The presence of such units in the workplace would be expected to add to, rather than detract from, the work of LNCs giving them a clear democratic mandate in their negotiations, accountability, as well as a route of recourse to local organising in the face of employer intransigence.
It is proposed there would be a unit per health board (in Scotland or Wales) or health trust (in Northern Ireland) with sub-units per hospital or work site as appropriate.
It is likely that any individual work site with a significant concentration of members would require its own sub-unit, but local members should decide what that threshold is.
A unit for Jersey and a unit for Guernsey and Alderney with sub-units per hospital.
It is proposed that a unit is based around the geography of each of the Integrated Care Boards/ Systems (ICB/Ss) with the expectation that sub-units would be desirable particularly where large distances or population centres are involved.
A unit would be based around the geography of each health Board/health trust with a similar expectation that there will be a need for sub-units.
A unit for Jersey and a unit for Guernsey and Alderney.
These would fulfil functions for GP and community-based BMA members distinct from LMC functions: primarily local organising and union/industrial relations functions but also democratic, political and social functions at a manageable, functional level of geography.
Medical academia/medical schools
Per region/devolved nations units (11 English regions, 3 devolved nations so 14 units) of medical students with sub-units per medical School, and potentially sub-units for apprentices.
Per region/devolved nations units of medical academics with sub-units per medical school, and potentially other sub-units as needed for industry or other employers.
These units will have particular value in sharing best practice across medical schools in a region and collectively organising among students and academics (where appropriate together) to improve bad practice.
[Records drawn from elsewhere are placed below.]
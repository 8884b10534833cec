//! # relay-types
//!
//! Shared wire protocol structures for the vessel telemetry relay.
//!
//! These types are used by:
//! - `vessel-relay`: the core relay binary, on both the LAN direct endpoint
//!   and the outbound hub connector
//! - any future tooling that needs to speak the same patch/message wire
//!   format without pulling in the full relay runtime
//!
//! ## Wire conventions
//!
//! - Frames are newline-free JSON objects tagged by a `type` field.
//! - Patch operations follow RFC 6902 (`add` / `replace` / `remove`) restricted
//!   to the subset the state document needs: no `move`, `copy`, or `test`.
//! - Paths are `/`-separated segments, first segment naming a top-level group.

use serde::{Deserialize, Serialize};

// ── Patch operations ──────────────────────────────────────────────────────────

/// A single RFC 6902-style mutation against the state document.
#[derive(Debug, Clone, Serialize, Deserialize, PartialEq)]
#[serde(tag = "op", rename_all = "lowercase")]
pub enum PatchOp {
    Add { path: String, value: serde_json::Value },
    Replace { path: String, value: serde_json::Value },
    Remove { path: String },
}

impl PatchOp {
    pub fn path(&self) -> &str {
        match self {
            PatchOp::Add { path, .. } => path,
            PatchOp::Replace { path, .. } => path,
            PatchOp::Remove { path } => path,
        }
    }

    /// First path segment, e.g. `/navigation/position` -> `navigation`.
    pub fn top_level_group(&self) -> &str {
        self.path().trim_start_matches('/').split('/').next().unwrap_or("")
    }
}

/// An ordered, atomically-applied sequence of [`PatchOp`]s, stamped once accepted.
#[derive(Debug, Clone, Serialize, Deserialize, PartialEq, Default)]
pub struct Patch {
    pub ops: Vec<PatchOp>,
}

impl Patch {
    pub fn new(ops: Vec<PatchOp>) -> Self {
        Self { ops }
    }

    pub fn is_empty(&self) -> bool {
        self.ops.is_empty()
    }

    /// Distinct top-level groups touched by this patch, used for subscription
    /// intersection and fan-out routing.
    pub fn touched_groups(&self) -> Vec<String> {
        let mut groups: Vec<String> = self.ops.iter().map(|op| op.top_level_group().to_string()).collect();
        groups.sort();
        groups.dedup();
        groups
    }
}

// ── Measurement records ───────────────────────────────────────────────────────

/// A single timestamped scalar reading from a named source.
#[derive(Debug, Clone, Serialize, Deserialize, PartialEq)]
#[serde(rename_all = "camelCase")]
pub struct Measurement {
    pub value: serde_json::Value,
    #[serde(skip_serializing_if = "Option::is_none")]
    pub units: Option<String>,
    /// Milliseconds since the Unix epoch.
    pub timestamp: i64,
    pub source: String,
}

// ── Priority / data type classification (SyncOrchestrator) ───────────────────

/// Throttling priority class used by the SyncOrchestrator's interval formula.
#[derive(Debug, Clone, Copy, PartialEq, Eq, Serialize, Deserialize)]
#[serde(rename_all = "UPPERCASE")]
pub enum Priority {
    High,
    Normal,
    Low,
}

/// Vessel-mode throttling profile name.
#[derive(Debug, Clone, Copy, PartialEq, Eq, Serialize, Deserialize, Default)]
#[serde(rename_all = "SCREAMING_SNAKE_CASE")]
pub enum ProfileName {
    #[default]
    Normal,
    HighSpeed,
    Anchored,
    PowerSaving,
}

/// Measured link health, smoothed by the hub connector's ping/pong loop.
#[derive(Debug, Clone, Copy, PartialEq, Serialize, Deserialize)]
#[serde(rename_all = "UPPERCASE")]
pub enum LinkStatus {
    Good,
    Fair,
    Poor,
}

// ── Top-level client/server message envelopes ─────────────────────────────────

/// Messages a subscriber (local or, via the hub, remote) may send inbound.
#[derive(Debug, Clone, Serialize, Deserialize)]
#[serde(tag = "type")]
pub enum ClientMessage {
    #[serde(rename = "ping")]
    Ping { timestamp: i64 },
    #[serde(rename = "get-full-state")]
    GetFullState,
    #[serde(rename = "subscription")]
    Subscription { action: String, data: Vec<String> },
    #[serde(rename = "anchor:update")]
    AnchorUpdate { data: serde_json::Value },
    #[serde(rename = "alert:update")]
    AlertUpdate { data: serde_json::Value },
    #[serde(rename = "bluetooth:toggle")]
    BluetoothToggle { data: serde_json::Value },
    #[serde(rename = "bluetooth:scan")]
    BluetoothScan { data: serde_json::Value },
    #[serde(rename = "bluetooth:select-device")]
    BluetoothSelectDevice { data: serde_json::Value },
    #[serde(rename = "bluetooth:deselect-device")]
    BluetoothDeselectDevice { data: serde_json::Value },
    #[serde(rename = "bluetooth:rename-device")]
    BluetoothRenameDevice { data: serde_json::Value },
}

/// Messages the relay sends outbound to a subscriber.
#[derive(Debug, Clone, Serialize)]
#[serde(tag = "type")]
pub enum ServerMessage {
    #[serde(rename = "state:full-update")]
    FullUpdate { data: serde_json::Value, version: u64, timestamp: i64 },
    #[serde(rename = "state:patch")]
    StatePatch { data: Vec<PatchOp>, version: u64, timestamp: i64 },
    #[serde(rename = "tide:update")]
    TideUpdate { data: serde_json::Value },
    #[serde(rename = "weather:update")]
    WeatherUpdate { data: serde_json::Value },
    #[serde(rename = "anchor:update:ack")]
    AnchorAck { success: bool, detail: String },
    #[serde(rename = "alert:update:ack")]
    AlertAck { success: bool, detail: String },
    #[serde(rename = "bluetooth:response")]
    BluetoothResponse { success: bool, detail: String },
    #[serde(rename = "pong")]
    Pong { timestamp: i64 },
}

// ── Hub handshake frames ──────────────────────────────────────────────────────

#[derive(Debug, Clone, Serialize)]
#[serde(tag = "type")]
pub enum HubOutbound {
    #[serde(rename = "register")]
    Register { #[serde(rename = "boatIds")] boat_ids: Vec<String>, role: &'static str },
    #[serde(rename = "identity")]
    Identity { #[serde(rename = "boatId")] boat_id: String, role: &'static str, timestamp: i64, signature: String },
    #[serde(rename = "register-key")]
    RegisterKey { #[serde(rename = "boatId")] boat_id: String, #[serde(rename = "publicKey")] public_key: String, timestamp: i64 },
    #[serde(rename = "ping")]
    Ping { timestamp: i64 },
    /// A reply or state update addressed to one remote client, relayed
    /// through the hub rather than sent over a direct socket.
    #[serde(rename = "relay")]
    Relay { #[serde(rename = "clientId")] client_id: String, message: ServerMessage },
    /// A state broadcast, not addressed to any one client. Mirrors
    /// `ServerMessage::StatePatch`'s shape so the hub's own subscribers see
    /// the same frame a direct LAN client would.
    #[serde(rename = "state:patch")]
    StatePatch { data: Vec<PatchOp>, version: u64, timestamp: i64 },
}

#[derive(Debug, Clone, Deserialize)]
#[serde(tag = "type")]
pub enum HubInbound {
    #[serde(rename = "client-connected")]
    ClientConnected { #[serde(rename = "clientId")] client_id: String, #[serde(rename = "boatId")] boat_id: String },
    #[serde(rename = "client-disconnected")]
    ClientDisconnected { #[serde(rename = "clientId")] client_id: String },
    #[serde(rename = "connectionStatus")]
    ConnectionStatus { #[serde(rename = "boatId")] boat_id: String, #[serde(rename = "clientCount")] client_count: u32 },
    #[serde(rename = "pong")]
    Pong { echo: i64 },
    #[serde(rename = "get-full-state")]
    GetFullState { #[serde(rename = "requestId")] request_id: String, #[serde(rename = "clientId")] client_id: String },
    /// A command originally sent by a remote client, proxied by the hub with
    /// the client id attached so the reply can be relayed back to the right
    /// one.
    #[serde(rename = "command")]
    Command { #[serde(rename = "clientId")] client_id: String, command: ClientMessage },
}

#[cfg(test)]
mod tests {
    use super::*;

    #[test]
    fn touched_groups_dedup_and_sort() {
        let patch = Patch::new(vec![
            PatchOp::Replace { path: "/navigation/speed".into(), value: serde_json::json!(5.0) },
            PatchOp::Add { path: "/navigation/heading".into(), value: serde_json::json!(90.0) },
            PatchOp::Remove { path: "/alerts/active/1".into() },
        ]);
        assert_eq!(patch.touched_groups(), vec!["alerts".to_string(), "navigation".to_string()]);
    }

    #[test]
    fn patch_op_round_trips_through_json() {
        let op = PatchOp::Add { path: "/anchor/deployed".into(), value: serde_json::json!(true) };
        let encoded = serde_json::to_string(&op).unwrap();
        let decoded: PatchOp = serde_json::from_str(&encoded).unwrap();
        assert_eq!(op, decoded);
    }
}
Public health, occupational medicine, armed forces and members categorised as other
A per region/devolved nations unit for those not employed primarily in one of the prior groups, with sub-units as determined by members. These would need to be flexible to meet member needs
e.g. armed forces members could not take part in overt industrial organising but would provide a base for election to/making policy via ARM and other BMA bodies.
Per region/devolved nations units of retired members defined, unlike other branches of practice, based upon their home address. These units will have vital social and political functions as well as collaborating with and supporting the units of members in work and training.
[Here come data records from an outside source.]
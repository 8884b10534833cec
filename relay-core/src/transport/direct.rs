//! DirectEndpoint: the LAN-local WebSocket surface. Any device on the boat's
//! own network — a chartplotter app, a browser tab — connects here directly,
//! with no hub or signature handshake involved.

use std::sync::Arc;
use std::time::Duration;

use axum::extract::ws::{Message, WebSocket, WebSocketUpgrade};
use axum::extract::State;
use axum::response::IntoResponse;
use axum::routing::get;
use axum::Router;
use futures_util::{SinkExt, StreamExt};
use relay_types::ClientMessage;
use tracing::{debug, info, warn};

use crate::coordinator::ClientSyncCoordinator;

const HEARTBEAT_INTERVAL: Duration = Duration::from_secs(30);
const MAX_MISSED_PONGS: u8 = 2;

struct DirectState {
    coordinator: Arc<ClientSyncCoordinator>,
    max_payload_bytes: usize,
}

pub fn router(coordinator: Arc<ClientSyncCoordinator>, max_payload_bytes: usize) -> Router {
    let state = Arc::new(DirectState { coordinator, max_payload_bytes });
    Router::new().route("/ws", get(ws_handler)).with_state(state)
}

async fn ws_handler(ws: WebSocketUpgrade, State(state): State<Arc<DirectState>>) -> impl IntoResponse {
    ws.on_upgrade(move |socket| handle_socket(socket, state))
}

async fn handle_socket(socket: WebSocket, state: Arc<DirectState>) {
    let client_id = uuid::Uuid::new_v4().to_string();
    let subscriber = state.coordinator.handle_client_connection(client_id.clone(), "direct").await;
    let (mut sender, mut receiver) = socket.split();

    let mut heartbeat = tokio::time::interval(HEARTBEAT_INTERVAL);
    heartbeat.tick().await; // first tick fires immediately, skip it
    let mut missed_pongs: u8 = 0;

    loop {
        tokio::select! {
            _ = heartbeat.tick() => {
                if missed_pongs >= MAX_MISSED_PONGS {
                    warn!("client {client_id} missed {MAX_MISSED_PONGS} consecutive heartbeats, closing");
                    break;
                }
                missed_pongs += 1;
                if sender.send(Message::Ping(Vec::new().into())).await.is_err() {
                    break;
                }
            }
            inbound = receiver.next() => {
                match inbound {
                    Some(Ok(Message::Pong(_))) => {
                        missed_pongs = 0;
                    }
                    Some(Ok(Message::Text(text))) => {
                        if text.len() > state.max_payload_bytes {
                            warn!("client {client_id} sent a frame over the {}-byte limit, closing the connection", state.max_payload_bytes);
                            break;
                        }
                        match serde_json::from_str::<ClientMessage>(&text) {
                            Ok(message) => state.coordinator.handle_client_message(&client_id, message).await,
                            Err(e) => debug!("client {client_id} sent an unparsable frame: {e}"),
                        }
                    }
                    Some(Ok(Message::Close(_))) | None => break,
                    Some(Ok(_)) => {}
                    Some(Err(e)) => {
                        warn!("client {client_id} websocket error: {e}");
                        break;
                    }
                }
            }
            _ = subscriber.wait_for_outbound() => {
                for message in subscriber.drain().await {
                    let text = match serde_json::to_string(&message) {
                        Ok(t) => t,
                        Err(e) => { warn!("failed to encode outbound message for {client_id}: {e}"); continue; }
                    };
                    if sender.send(Message::Text(text.into())).await.is_err() {
                        break;
                    }
                }
            }
        }
    }

    state.coordinator.handle_client_disconnection(&client_id).await;
    info!("client {client_id} connection closed");
}
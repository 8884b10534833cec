//! Weather producer: a Scheduled producer that fetches a forecast over
//! HTTPS, parameterised by the current position, with exponential backoff
//! and a debounce on position changes.

use std::time::Duration;

use tokio::sync::watch;
use tokio::task::JoinHandle;
use tracing::{info, warn};

use crate::events::{EventSender, ProducerEvent};
use crate::producers::retry::EXTERNAL_FETCH_RETRY;
use crate::producers::Producer;

pub struct WeatherProducer {
    http: reqwest::Client,
    position: watch::Receiver<Option<(f64, f64)>>,
    fetch_interval: Duration,
    endpoint_base: String,
    ready_tx: watch::Sender<bool>,
    ready_rx: watch::Receiver<bool>,
}

impl WeatherProducer {
    pub fn new(position: watch::Receiver<Option<(f64, f64)>>, fetch_interval: Duration, endpoint_base: String) -> Self {
        let (ready_tx, ready_rx) = watch::channel(false);
        Self { http: reqwest::Client::new(), position, fetch_interval, endpoint_base, ready_tx, ready_rx }
    }

    async fn run(mut self, events: EventSender, mut shutdown: watch::Receiver<bool>) {
        let _ = self.ready_tx.send(true);

        loop {
            // Do not run until a valid position is known.
            while self.position.borrow().is_none() {
                tokio::select! {
                    _ = shutdown.changed() => if *shutdown.borrow() { return; },
                    _ = self.position.changed() => {}
                }
            }

            // Debounce: wait at least 1s after the most recent position change.
            tokio::time::sleep(Duration::from_secs(1)).await;
            let position = *self.position.borrow();

            if let Some((lat, lon)) = position {
                self.fetch_with_retry(lat, lon, &events).await;
            }

            tokio::select! {
                _ = shutdown.changed() => if *shutdown.borrow() { return; },
                _ = tokio::time::sleep(self.fetch_interval) => {}
                _ = self.position.changed() => {}
            }
        }
    }

    async fn fetch_with_retry(&self, lat: f64, lon: f64, events: &EventSender) {
        for attempt in 1..=EXTERNAL_FETCH_RETRY.max_attempts {
            match self.fetch_once(lat, lon).await {
                Ok(report) => {
                    let _ = events.send(ProducerEvent::WeatherUpdate { report });
                    return;
                }
                Err(e) => {
                    warn!("weather fetch attempt {attempt} failed: {e}");
                    if attempt < EXTERNAL_FETCH_RETRY.max_attempts {
                        tokio::time::sleep(EXTERNAL_FETCH_RETRY.delay_for_attempt(attempt)).await;
                    } else {
                        let _ = events.send(ProducerEvent::WeatherError { message: e });
                    }
                }
            }
        }
    }

    async fn fetch_once(&self, lat: f64, lon: f64) -> Result<serde_json::Value, String> {
        let url = format!("{}?lat={lat}&lon={lon}", self.endpoint_base);
        let resp = self.http.get(&url).send().await.map_err(|e| e.to_string())?;
        resp.json::<serde_json::Value>().await.map_err(|e| e.to_string())
    }
}

impl Producer for WeatherProducer {
    fn name(&self) -> &'static str {
        "weather"
    }

    fn ready(&self) -> watch::Receiver<bool> {
        self.ready_rx.clone()
    }

    fn spawn(self: Box<Self>, events: EventSender, shutdown: watch::Receiver<bool>) -> JoinHandle<()> {
        info!("weather producer starting, interval={:?}", self.fetch_interval);
        tokio::spawn((*self).run(events, shutdown))
    }
}
//! Producer services: the typed event surface that feeds the state core.
//!
//! Each producer is either **Continuous** (a long-running loop emitting
//! events as external inputs arrive) or **Scheduled** (a fixed interval with
//! an optional immediate tick). Both shapes converge on the same small
//! interface — start, stop, ready — rather than a class hierarchy: a
//! producer owns its loop, and `spawn` hands that loop to the runtime.

pub mod bluetooth;
pub mod modbus;
pub mod playback;
pub mod position;
pub mod retry;
pub mod tidal;
pub mod weather;

use tokio::sync::watch;
use tokio::task::JoinHandle;

use crate::events::EventSender;

/// Common lifecycle surface for all producers. `spawn` consumes the producer
/// and returns the task driving it; `ready` reports whether the producer has
/// completed whatever bootstrap it needs (bound, first fetch, etc.).
pub trait Producer: Send + 'static {
    fn name(&self) -> &'static str;
    fn ready(&self) -> watch::Receiver<bool>;
    fn spawn(self: Box<Self>, events: EventSender, shutdown: watch::Receiver<bool>) -> JoinHandle<()>;
}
For members with specific, collective and potentially transitory needs, a facility to create additional units, examples may include:
- Members who are resident medical officers
- Members employed by agencies or outsourcing firms (e.g Capita)
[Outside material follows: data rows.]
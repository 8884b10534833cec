//! ClientSyncCoordinator: the single point of contact between transports
//! (the LAN direct endpoint and the hub connector) and the core state. Each
//! connected party — a LAN browser tab or a remote client proxied through
//! the hub — is represented here as a `Subscriber`, regardless of which
//! transport carries its bytes.

use std::collections::{HashMap, HashSet};
use std::sync::atomic::{AtomicU64, Ordering};
use std::sync::Arc;
use std::time::Duration;

use relay_types::{ClientMessage, PatchOp, Priority, ServerMessage};
use tokio::sync::{broadcast, Mutex, RwLock};
use tracing::{debug, warn};

use crate::manager::{CommandResult, StateManager};
use crate::orchestrator::{PublishDecision, SyncOrchestrator};
use crate::store::PatchEvent;

const DEFAULT_QUEUE_CAPACITY: usize = 100;

/// Maps a touched document group to the orchestrator data type and priority
/// class it is throttled under.
fn classify(group: &str) -> (&'static str, Priority) {
    match group {
        "alerts" | "anchor" => ("alerts", Priority::High),
        "navigation" => ("navigation", Priority::Normal),
        "environment" => ("environment", Priority::Low),
        "bluetooth" => ("bluetooth", Priority::Normal),
        _ => ("default", Priority::Normal),
    }
}

pub struct Subscriber {
    pub id: String,
    pub transport: &'static str,
    pub subscriptions: RwLock<HashSet<String>>,
    pub backpressure: AtomicU64,
    queue: Mutex<std::collections::VecDeque<ServerMessage>>,
    notify: tokio::sync::Notify,
}

impl Subscriber {
    fn new(id: String, transport: &'static str) -> Arc<Self> {
        Arc::new(Self {
            id,
            transport,
            subscriptions: RwLock::new(HashSet::new()),
            backpressure: AtomicU64::new(0),
            queue: Mutex::new(std::collections::VecDeque::new()),
            notify: tokio::sync::Notify::new(),
        })
    }

    /// Enqueues an outbound frame. A full queue drops the oldest
    /// non-`FullUpdate` entry (FIFO eviction) and records the drop.
    async fn enqueue(&self, message: ServerMessage) {
        let mut queue = self.queue.lock().await;
        if queue.len() >= DEFAULT_QUEUE_CAPACITY {
            let evict_at = queue.iter().position(|m| !matches!(m, ServerMessage::FullUpdate { .. }));
            match evict_at {
                Some(idx) => {
                    queue.remove(idx);
                }
                None => {
                    queue.pop_front();
                }
            }
            self.backpressure.fetch_add(1, Ordering::Relaxed);
        }
        queue.push_back(message);
        self.notify.notify_one();
    }

    /// Drains everything currently queued. Used by a transport's writer loop.
    pub async fn drain(&self) -> Vec<ServerMessage> {
        let mut queue = self.queue.lock().await;
        queue.drain(..).collect()
    }

    pub async fn wait_for_outbound(&self) {
        self.notify.notified().await;
    }
}

pub struct ClientSyncCoordinator {
    manager: Arc<StateManager>,
    orchestrator: Arc<SyncOrchestrator>,
    subscribers: RwLock<HashMap<String, Arc<Subscriber>>>,
}

impl ClientSyncCoordinator {
    pub fn new(manager: Arc<StateManager>, orchestrator: Arc<SyncOrchestrator>) -> Arc<Self> {
        Arc::new(Self { manager, orchestrator, subscribers: RwLock::new(HashMap::new()) })
    }

    /// Registers a new subscriber and sends it the initial full snapshot.
    /// The snapshot is taken and the subscriber registered as a single
    /// operation so no patch accepted between snapshot and registration can
    /// be missed.
    pub async fn handle_client_connection(self: &Arc<Self>, client_id: String, transport: &'static str) -> Arc<Subscriber> {
        let subscriber = Subscriber::new(client_id.clone(), transport);
        let (snapshot, version, mut patch_rx) = self.manager.store().subscribe().await;
        self.subscribers.write().await.insert(client_id.clone(), subscriber.clone());

        subscriber
            .enqueue(ServerMessage::FullUpdate { data: snapshot, version, timestamp: now_ms() })
            .await;

        let fan_out_subscriber = subscriber.clone();
        let coordinator = self.clone();
        tokio::spawn(async move {
            loop {
                match patch_rx.recv().await {
                    Ok(event) => coordinator.fan_out_to(&fan_out_subscriber, event).await,
                    Err(tokio::sync::broadcast::error::RecvError::Closed) => return,
                    Err(tokio::sync::broadcast::error::RecvError::Lagged(n)) => {
                        warn!("subscriber {} lagged behind state store by {n} events", fan_out_subscriber.id);
                    }
                }
            }
        });

        debug!("client {client_id} connected over {transport}");
        subscriber
    }

    pub async fn handle_client_disconnection(&self, client_id: &str) {
        self.subscribers.write().await.remove(client_id);
        self.orchestrator.drop_subscriber(client_id);
        debug!("client {client_id} disconnected");
    }

    /// Applies the orchestrator's per-subscriber throttling policy to one
    /// patch event, op by op so each path's data type/priority is evaluated
    /// independently. A coalesced op schedules its own one-shot flush so a
    /// subscriber that goes quiet still sees the latest value once its
    /// throttle window closes, instead of the value being stranded in the
    /// pending buffer forever.
    async fn fan_out_to(&self, subscriber: &Arc<Subscriber>, event: PatchEvent) {
        let subscriptions = subscriber.subscriptions.read().await;
        let restricted = !subscriptions.is_empty();

        let mut send_now_ops: Vec<PatchOp> = Vec::new();
        for op in &event.ops {
            let group = op.top_level_group().to_string();
            if restricted && !subscriptions.contains(&group) {
                continue;
            }
            let (data_type, priority) = classify(&group);
            match self
                .orchestrator
                .publish(&subscriber.id, data_type, priority, op.clone(), event.version, event.timestamp_ms)
                .await
            {
                PublishDecision::SendNow(mut ops) => send_now_ops.append(&mut ops),
                PublishDecision::Coalesced { flush_after: Some(delay) } => {
                    self.schedule_flush(subscriber.clone(), data_type, delay);
                }
                PublishDecision::Coalesced { flush_after: None } => {}
            }
        }
        drop(subscriptions);

        if !send_now_ops.is_empty() {
            subscriber
                .enqueue(ServerMessage::StatePatch { data: send_now_ops, version: event.version, timestamp: event.timestamp_ms })
                .await;
        }
    }

    /// One-shot timer that drains whatever is still pending for
    /// `(subscriber, data_type)` once its throttle window elapses.
    fn schedule_flush(&self, subscriber: Arc<Subscriber>, data_type: &'static str, delay: Duration) {
        let orchestrator = self.orchestrator.clone();
        tokio::spawn(async move {
            tokio::time::sleep(delay).await;
            if let Some((ops, version, timestamp_ms)) = orchestrator.take_pending(&subscriber.id, data_type).await {
                subscriber.enqueue(ServerMessage::StatePatch { data: ops, version, timestamp: timestamp_ms }).await;
            }
        });
    }

    /// Routes one inbound client frame to the appropriate StateManager
    /// command handler (or answers locally for protocol-level messages like
    /// ping/subscription) and enqueues the reply onto the subscriber's own
    /// outgoing queue.
    pub async fn handle_client_message(&self, client_id: &str, message: ClientMessage) {
        let subscriber = match self.subscribers.read().await.get(client_id).cloned() {
            Some(s) => s,
            None => {
                warn!("message from unregistered client {client_id}");
                return;
            }
        };

        match message {
            ClientMessage::Ping { timestamp } => {
                subscriber.enqueue(ServerMessage::Pong { timestamp }).await;
            }
            ClientMessage::GetFullState => {
                let (snapshot, version) = self.manager.store().snapshot().await;
                subscriber.enqueue(ServerMessage::FullUpdate { data: snapshot, version, timestamp: now_ms() }).await;
            }
            ClientMessage::Subscription { action, data } => {
                let mut subscriptions = subscriber.subscriptions.write().await;
                match action.as_str() {
                    "subscribe" => subscriptions.extend(data),
                    "unsubscribe" => {
                        for group in &data {
                            subscriptions.remove(group);
                        }
                    }
                    "update" => *subscriptions = data.into_iter().collect(),
                    other => warn!("unknown subscription action {other} from {client_id}"),
                }
            }
            ClientMessage::AnchorUpdate { data } => {
                let result = self.manager.handle_anchor_update(data).await;
                self.ack(&subscriber, ServerMessage::AnchorAck { success: result.success, detail: result.detail }).await;
            }
            ClientMessage::AlertUpdate { data } => {
                let result = self.manager.handle_alert_update(data).await;
                self.ack(&subscriber, ServerMessage::AlertAck { success: result.success, detail: result.detail }).await;
            }
            ClientMessage::BluetoothToggle { data } => {
                let result = self.dispatch_bluetooth_toggle(data).await;
                self.ack_bluetooth(&subscriber, result).await;
            }
            ClientMessage::BluetoothSelectDevice { data } => {
                let result = self.dispatch_bluetooth_select(data, true).await;
                self.ack_bluetooth(&subscriber, result).await;
            }
            ClientMessage::BluetoothDeselectDevice { data } => {
                let result = self.dispatch_bluetooth_select(data, false).await;
                self.ack_bluetooth(&subscriber, result).await;
            }
            ClientMessage::BluetoothRenameDevice { data } => {
                let result = self.dispatch_bluetooth_rename(data).await;
                self.ack_bluetooth(&subscriber, result).await;
            }
            ClientMessage::BluetoothScan { .. } => {
                // Scan start/stop is driven by the bluetooth producer directly;
                // acknowledged here so clients get a response on the same socket.
                self.ack_bluetooth(&subscriber, CommandResult { success: true, detail: "scan request noted".into() }).await;
            }
        }
    }

    async fn ack(&self, subscriber: &Subscriber, message: ServerMessage) {
        subscriber.enqueue(message).await;
    }

    async fn ack_bluetooth(&self, subscriber: &Subscriber, result: CommandResult) {
        subscriber.enqueue(ServerMessage::BluetoothResponse { success: result.success, detail: result.detail }).await;
    }

    async fn dispatch_bluetooth_toggle(&self, data: serde_json::Value) -> CommandResult {
        let device_id = data.get("deviceId").and_then(|v| v.as_str()).unwrap_or_default();
        let enabled = data.get("enabled").and_then(|v| v.as_bool()).unwrap_or(false);
        self.manager.handle_bluetooth_toggle(device_id, enabled).await
    }

    async fn dispatch_bluetooth_select(&self, data: serde_json::Value, selected: bool) -> CommandResult {
        let device_id = data.get("deviceId").and_then(|v| v.as_str()).unwrap_or_default();
        self.manager.handle_bluetooth_select(device_id, selected).await
    }

    async fn dispatch_bluetooth_rename(&self, data: serde_json::Value) -> CommandResult {
        let device_id = data.get("deviceId").and_then(|v| v.as_str()).unwrap_or_default().to_string();
        let name = data.get("name").and_then(|v| v.as_str()).unwrap_or_default().to_string();
        self.manager.handle_bluetooth_rename(&device_id, name).await
    }

    pub async fn subscriber_count(&self) -> usize {
        self.subscribers.read().await.len()
    }

    /// Raw patch feed for consumers that broadcast state themselves instead
    /// of going through a per-subscriber `Subscriber` queue — the hub
    /// connector's always-on forward path, which applies its own zero-client
    /// suppression rather than per-subscriber throttling.
    pub async fn subscribe_patches(&self) -> broadcast::Receiver<PatchEvent> {
        let (_, _, rx) = self.manager.store().subscribe().await;
        rx
    }
}

fn now_ms() -> i64 {
    std::time::SystemTime::now()
        .duration_since(std::time::UNIX_EPOCH)
        .map(|d| d.as_millis() as i64)
        .unwrap_or(0)
}

#[cfg(test)]
mod tests {
    use super::*;

    #[test]
    fn classify_alerts_as_high_priority() {
        let (data_type, priority) = classify("alerts");
        assert_eq!(data_type, "alerts");
        assert_eq!(priority, Priority::High);
    }

    #[tokio::test]
    async fn subscriber_queue_evicts_oldest_non_snapshot_on_overflow() {
        let subscriber = Subscriber::new("sub-1".into(), "direct");
        for i in 0..DEFAULT_QUEUE_CAPACITY {
            subscriber.enqueue(ServerMessage::Pong { timestamp: i as i64 }).await;
        }
        subscriber.enqueue(ServerMessage::Pong { timestamp: 9999 }).await;
        assert_eq!(subscriber.backpressure.load(Ordering::Relaxed), 1);
        let drained = subscriber.drain().await;
        assert_eq!(drained.len(), DEFAULT_QUEUE_CAPACITY);
    }
}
These would need to be flexible (able to disperse when no longer needed, giving a voice to groups of members with specific issues but not overriding the need for grassroots policy from across the UK).
Primary and secondary units
Some members may need/wish to be able to be involved in more than their primary unit e.g. if they work for a secondary employer (such as in clinical academia, portfolio GP work, or in the armed forces) or are employed in a lead employer arrangement.
The views of members, national councils, regional councils in England, divisions, branches of practice and staff will:
- Inform the shape of the new local units
- How they operate
- How they relate to regional and national structures
- The changes needed to the association’s articles and bye-laws These changes will then be brought back to ARM 2024 for approval.